DATA SHOWN Block Start
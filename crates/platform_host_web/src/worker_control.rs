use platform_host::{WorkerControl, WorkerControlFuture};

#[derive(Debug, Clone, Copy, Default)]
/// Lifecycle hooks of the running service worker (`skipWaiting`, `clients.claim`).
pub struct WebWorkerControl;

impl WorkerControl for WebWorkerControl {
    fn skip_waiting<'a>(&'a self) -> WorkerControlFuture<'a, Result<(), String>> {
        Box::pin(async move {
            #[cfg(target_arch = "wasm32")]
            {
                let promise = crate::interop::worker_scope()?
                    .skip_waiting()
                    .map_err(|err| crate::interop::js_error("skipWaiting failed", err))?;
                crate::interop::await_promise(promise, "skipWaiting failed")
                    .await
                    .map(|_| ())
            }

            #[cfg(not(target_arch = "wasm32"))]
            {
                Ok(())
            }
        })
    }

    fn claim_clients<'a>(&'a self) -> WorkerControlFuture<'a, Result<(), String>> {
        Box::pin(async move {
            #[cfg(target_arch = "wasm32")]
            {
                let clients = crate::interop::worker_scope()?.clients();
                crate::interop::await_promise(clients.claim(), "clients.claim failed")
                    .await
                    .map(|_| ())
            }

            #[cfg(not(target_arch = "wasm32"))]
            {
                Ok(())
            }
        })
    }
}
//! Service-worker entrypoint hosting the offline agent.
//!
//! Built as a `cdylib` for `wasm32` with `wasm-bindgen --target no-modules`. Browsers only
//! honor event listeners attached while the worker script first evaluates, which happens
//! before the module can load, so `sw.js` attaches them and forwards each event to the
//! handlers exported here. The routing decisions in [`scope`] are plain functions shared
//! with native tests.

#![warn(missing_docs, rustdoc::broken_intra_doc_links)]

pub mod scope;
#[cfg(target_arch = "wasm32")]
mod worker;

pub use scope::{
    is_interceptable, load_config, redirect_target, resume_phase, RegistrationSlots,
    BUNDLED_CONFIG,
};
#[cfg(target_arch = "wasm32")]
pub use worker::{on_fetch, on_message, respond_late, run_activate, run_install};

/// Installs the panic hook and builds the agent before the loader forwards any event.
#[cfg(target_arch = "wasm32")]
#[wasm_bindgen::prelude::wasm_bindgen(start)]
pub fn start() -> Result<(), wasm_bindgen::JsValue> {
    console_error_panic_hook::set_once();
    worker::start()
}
DATA SHOWN Block End
DATA SHOWN Block Start
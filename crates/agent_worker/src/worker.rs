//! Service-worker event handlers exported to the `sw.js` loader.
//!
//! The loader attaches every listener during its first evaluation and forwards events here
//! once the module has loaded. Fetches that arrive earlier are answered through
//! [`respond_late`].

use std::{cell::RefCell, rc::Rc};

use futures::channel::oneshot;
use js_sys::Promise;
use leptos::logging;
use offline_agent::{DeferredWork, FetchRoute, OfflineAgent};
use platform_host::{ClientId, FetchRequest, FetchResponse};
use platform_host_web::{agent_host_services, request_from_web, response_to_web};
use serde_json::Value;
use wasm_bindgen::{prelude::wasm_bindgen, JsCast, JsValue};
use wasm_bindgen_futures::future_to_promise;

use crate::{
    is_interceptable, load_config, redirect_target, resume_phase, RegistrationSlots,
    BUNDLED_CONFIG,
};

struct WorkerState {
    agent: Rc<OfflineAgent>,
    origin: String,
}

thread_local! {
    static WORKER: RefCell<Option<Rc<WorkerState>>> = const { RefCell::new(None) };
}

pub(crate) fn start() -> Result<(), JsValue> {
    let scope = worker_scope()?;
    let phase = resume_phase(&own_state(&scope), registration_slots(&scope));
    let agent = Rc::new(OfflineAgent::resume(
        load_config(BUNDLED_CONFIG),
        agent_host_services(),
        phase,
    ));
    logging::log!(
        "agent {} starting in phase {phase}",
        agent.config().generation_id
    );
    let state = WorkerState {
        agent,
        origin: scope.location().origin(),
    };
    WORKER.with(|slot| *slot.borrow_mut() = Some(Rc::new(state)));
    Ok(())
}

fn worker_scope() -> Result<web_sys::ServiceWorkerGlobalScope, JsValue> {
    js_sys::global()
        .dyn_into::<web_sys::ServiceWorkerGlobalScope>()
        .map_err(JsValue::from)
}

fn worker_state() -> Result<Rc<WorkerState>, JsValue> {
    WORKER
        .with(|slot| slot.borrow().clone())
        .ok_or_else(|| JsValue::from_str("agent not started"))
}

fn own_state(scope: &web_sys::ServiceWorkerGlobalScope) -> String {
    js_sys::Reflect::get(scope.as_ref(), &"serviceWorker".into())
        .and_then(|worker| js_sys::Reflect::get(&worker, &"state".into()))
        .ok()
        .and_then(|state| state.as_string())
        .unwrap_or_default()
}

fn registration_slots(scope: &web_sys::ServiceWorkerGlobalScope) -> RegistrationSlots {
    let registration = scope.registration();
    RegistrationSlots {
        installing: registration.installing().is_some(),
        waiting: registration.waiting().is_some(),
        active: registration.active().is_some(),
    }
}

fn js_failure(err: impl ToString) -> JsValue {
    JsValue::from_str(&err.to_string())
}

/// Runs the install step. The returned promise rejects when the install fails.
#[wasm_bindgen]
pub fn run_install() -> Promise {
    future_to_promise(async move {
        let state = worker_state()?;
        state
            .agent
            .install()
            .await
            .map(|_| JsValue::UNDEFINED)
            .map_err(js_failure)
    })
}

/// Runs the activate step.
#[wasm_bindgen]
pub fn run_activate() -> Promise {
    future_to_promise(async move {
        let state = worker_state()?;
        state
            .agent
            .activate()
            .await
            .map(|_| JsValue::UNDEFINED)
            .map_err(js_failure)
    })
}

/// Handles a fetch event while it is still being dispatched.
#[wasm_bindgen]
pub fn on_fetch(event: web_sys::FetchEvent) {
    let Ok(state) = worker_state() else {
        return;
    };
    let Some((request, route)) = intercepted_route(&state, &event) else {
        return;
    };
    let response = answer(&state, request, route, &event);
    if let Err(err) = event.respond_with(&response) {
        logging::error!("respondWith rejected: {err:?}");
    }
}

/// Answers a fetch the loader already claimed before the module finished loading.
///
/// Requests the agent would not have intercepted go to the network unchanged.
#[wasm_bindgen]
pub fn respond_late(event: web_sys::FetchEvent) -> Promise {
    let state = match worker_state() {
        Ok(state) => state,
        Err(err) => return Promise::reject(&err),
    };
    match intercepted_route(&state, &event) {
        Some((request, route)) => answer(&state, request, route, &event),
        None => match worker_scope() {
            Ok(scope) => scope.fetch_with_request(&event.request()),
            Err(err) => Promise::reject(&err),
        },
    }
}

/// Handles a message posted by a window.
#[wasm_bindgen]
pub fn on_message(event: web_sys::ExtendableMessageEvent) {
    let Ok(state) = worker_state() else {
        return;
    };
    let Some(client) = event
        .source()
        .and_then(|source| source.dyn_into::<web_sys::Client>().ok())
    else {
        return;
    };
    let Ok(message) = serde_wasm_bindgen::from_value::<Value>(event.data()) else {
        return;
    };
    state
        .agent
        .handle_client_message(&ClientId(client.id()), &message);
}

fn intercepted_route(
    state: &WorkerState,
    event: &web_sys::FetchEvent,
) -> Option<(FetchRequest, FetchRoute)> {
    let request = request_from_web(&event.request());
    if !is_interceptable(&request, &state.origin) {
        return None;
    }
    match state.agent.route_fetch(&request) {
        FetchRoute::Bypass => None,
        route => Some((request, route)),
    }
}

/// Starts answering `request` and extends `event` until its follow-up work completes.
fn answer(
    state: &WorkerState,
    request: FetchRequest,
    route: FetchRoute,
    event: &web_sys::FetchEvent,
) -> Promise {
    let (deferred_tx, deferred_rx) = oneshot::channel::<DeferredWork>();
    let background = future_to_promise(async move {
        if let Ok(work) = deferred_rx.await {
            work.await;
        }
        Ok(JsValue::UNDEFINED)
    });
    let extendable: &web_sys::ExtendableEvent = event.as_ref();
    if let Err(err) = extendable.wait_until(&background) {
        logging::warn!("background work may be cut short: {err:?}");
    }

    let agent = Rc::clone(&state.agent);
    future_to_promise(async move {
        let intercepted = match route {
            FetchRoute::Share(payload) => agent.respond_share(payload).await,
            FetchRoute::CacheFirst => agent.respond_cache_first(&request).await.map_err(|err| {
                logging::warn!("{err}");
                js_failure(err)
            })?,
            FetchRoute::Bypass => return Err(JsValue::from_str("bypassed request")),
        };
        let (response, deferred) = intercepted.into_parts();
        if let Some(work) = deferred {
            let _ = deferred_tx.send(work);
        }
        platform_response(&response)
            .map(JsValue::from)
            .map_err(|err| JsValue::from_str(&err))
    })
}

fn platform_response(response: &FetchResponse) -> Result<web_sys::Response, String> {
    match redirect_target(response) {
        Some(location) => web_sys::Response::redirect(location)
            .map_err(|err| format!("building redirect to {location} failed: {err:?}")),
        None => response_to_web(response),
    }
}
DATA SHOWN Block End
DATA SHOWN Block Start
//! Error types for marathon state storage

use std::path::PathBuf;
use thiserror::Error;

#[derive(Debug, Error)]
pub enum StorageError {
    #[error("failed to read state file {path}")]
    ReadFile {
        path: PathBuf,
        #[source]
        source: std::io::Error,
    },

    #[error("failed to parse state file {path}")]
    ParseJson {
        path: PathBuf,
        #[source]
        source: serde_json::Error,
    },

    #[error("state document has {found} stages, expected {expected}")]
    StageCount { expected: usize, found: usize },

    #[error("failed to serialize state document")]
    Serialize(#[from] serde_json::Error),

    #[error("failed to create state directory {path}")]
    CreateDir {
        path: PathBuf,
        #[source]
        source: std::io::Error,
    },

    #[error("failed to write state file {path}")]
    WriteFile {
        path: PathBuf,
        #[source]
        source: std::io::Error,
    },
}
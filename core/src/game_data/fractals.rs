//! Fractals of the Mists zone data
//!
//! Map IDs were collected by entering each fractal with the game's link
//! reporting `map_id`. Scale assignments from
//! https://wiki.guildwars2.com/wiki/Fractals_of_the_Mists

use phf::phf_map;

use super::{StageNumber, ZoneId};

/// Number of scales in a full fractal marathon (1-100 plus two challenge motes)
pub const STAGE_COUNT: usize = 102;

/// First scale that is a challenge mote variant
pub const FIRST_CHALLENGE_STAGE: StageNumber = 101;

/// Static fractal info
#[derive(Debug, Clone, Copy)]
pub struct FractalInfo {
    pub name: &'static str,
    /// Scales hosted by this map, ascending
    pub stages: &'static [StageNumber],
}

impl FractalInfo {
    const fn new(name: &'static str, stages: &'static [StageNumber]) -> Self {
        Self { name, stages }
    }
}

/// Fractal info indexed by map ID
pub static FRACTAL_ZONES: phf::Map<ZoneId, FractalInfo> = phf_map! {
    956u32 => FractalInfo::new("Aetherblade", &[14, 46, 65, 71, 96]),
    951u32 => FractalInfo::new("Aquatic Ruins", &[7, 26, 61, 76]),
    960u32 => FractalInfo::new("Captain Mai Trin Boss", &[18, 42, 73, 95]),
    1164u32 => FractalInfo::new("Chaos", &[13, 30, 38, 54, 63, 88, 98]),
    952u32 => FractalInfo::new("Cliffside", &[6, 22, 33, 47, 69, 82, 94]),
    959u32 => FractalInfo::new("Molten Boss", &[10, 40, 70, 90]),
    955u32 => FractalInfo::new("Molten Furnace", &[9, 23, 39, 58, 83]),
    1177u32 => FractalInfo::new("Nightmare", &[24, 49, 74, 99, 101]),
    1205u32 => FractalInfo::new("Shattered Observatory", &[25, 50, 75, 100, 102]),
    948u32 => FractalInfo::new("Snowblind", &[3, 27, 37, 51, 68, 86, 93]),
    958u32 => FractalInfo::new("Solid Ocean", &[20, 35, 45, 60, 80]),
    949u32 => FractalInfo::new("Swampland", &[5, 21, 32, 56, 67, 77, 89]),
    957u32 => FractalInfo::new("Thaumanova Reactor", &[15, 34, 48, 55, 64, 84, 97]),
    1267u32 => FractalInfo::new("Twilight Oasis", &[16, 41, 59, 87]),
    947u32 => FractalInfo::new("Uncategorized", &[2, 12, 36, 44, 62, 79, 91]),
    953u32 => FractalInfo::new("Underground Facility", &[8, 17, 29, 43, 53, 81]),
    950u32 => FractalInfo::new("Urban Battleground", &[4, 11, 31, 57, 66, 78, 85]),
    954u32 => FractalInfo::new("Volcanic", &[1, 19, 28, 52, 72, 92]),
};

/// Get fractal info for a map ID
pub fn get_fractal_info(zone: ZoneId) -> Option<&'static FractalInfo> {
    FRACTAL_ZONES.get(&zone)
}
DATA SHOWN Block End
THE PROBLEM: From the entries above, return exactly the line containing "filename crates/platform_host_web/src/worker_control.rs", the line containing "evaluates, which happens", and all lines between, and nothing else.

YOUR RESPONSE:
filename crates/platform_host_web/src/worker_control.rs
use platform_host::{WorkerControl, WorkerControlFuture};

#[derive(Debug, Clone, Copy, Default)]
/// Lifecycle hooks of the running service worker (`skipWaiting`, `clients.claim`).
pub struct WebWorkerControl;

impl WorkerControl for WebWorkerControl {
    fn skip_waiting<'a>(&'a self) -> WorkerControlFuture<'a, Result<(), String>> {
        Box::pin(async move {
            #[cfg(target_arch = "wasm32")]
            {
                let promise = crate::interop::worker_scope()?
                    .skip_waiting()
                    .map_err(|err| crate::interop::js_error("skipWaiting failed", err))?;
                crate::interop::await_promise(promise, "skipWaiting failed")
                    .await
                    .map(|_| ())
            }

            #[cfg(not(target_arch = "wasm32"))]
            {
                Ok(())
            }
        })
    }

    fn claim_clients<'a>(&'a self) -> WorkerControlFuture<'a, Result<(), String>> {
        Box::pin(async move {
            #[cfg(target_arch = "wasm32")]
            {
                let clients = crate::interop::worker_scope()?.clients();
                crate::interop::await_promise(clients.claim(), "clients.claim failed")
                    .await
                    .map(|_| ())
            }

            #[cfg(not(target_arch = "wasm32"))]
            {
                Ok(())
            }
        })
    }
}
//! Service-worker entrypoint hosting the offline agent.
//!
//! Built as a `cdylib` for `wasm32` with `wasm-bindgen --target no-modules`. Browsers only
//! honor event listeners attached while the worker script first evaluates, which happens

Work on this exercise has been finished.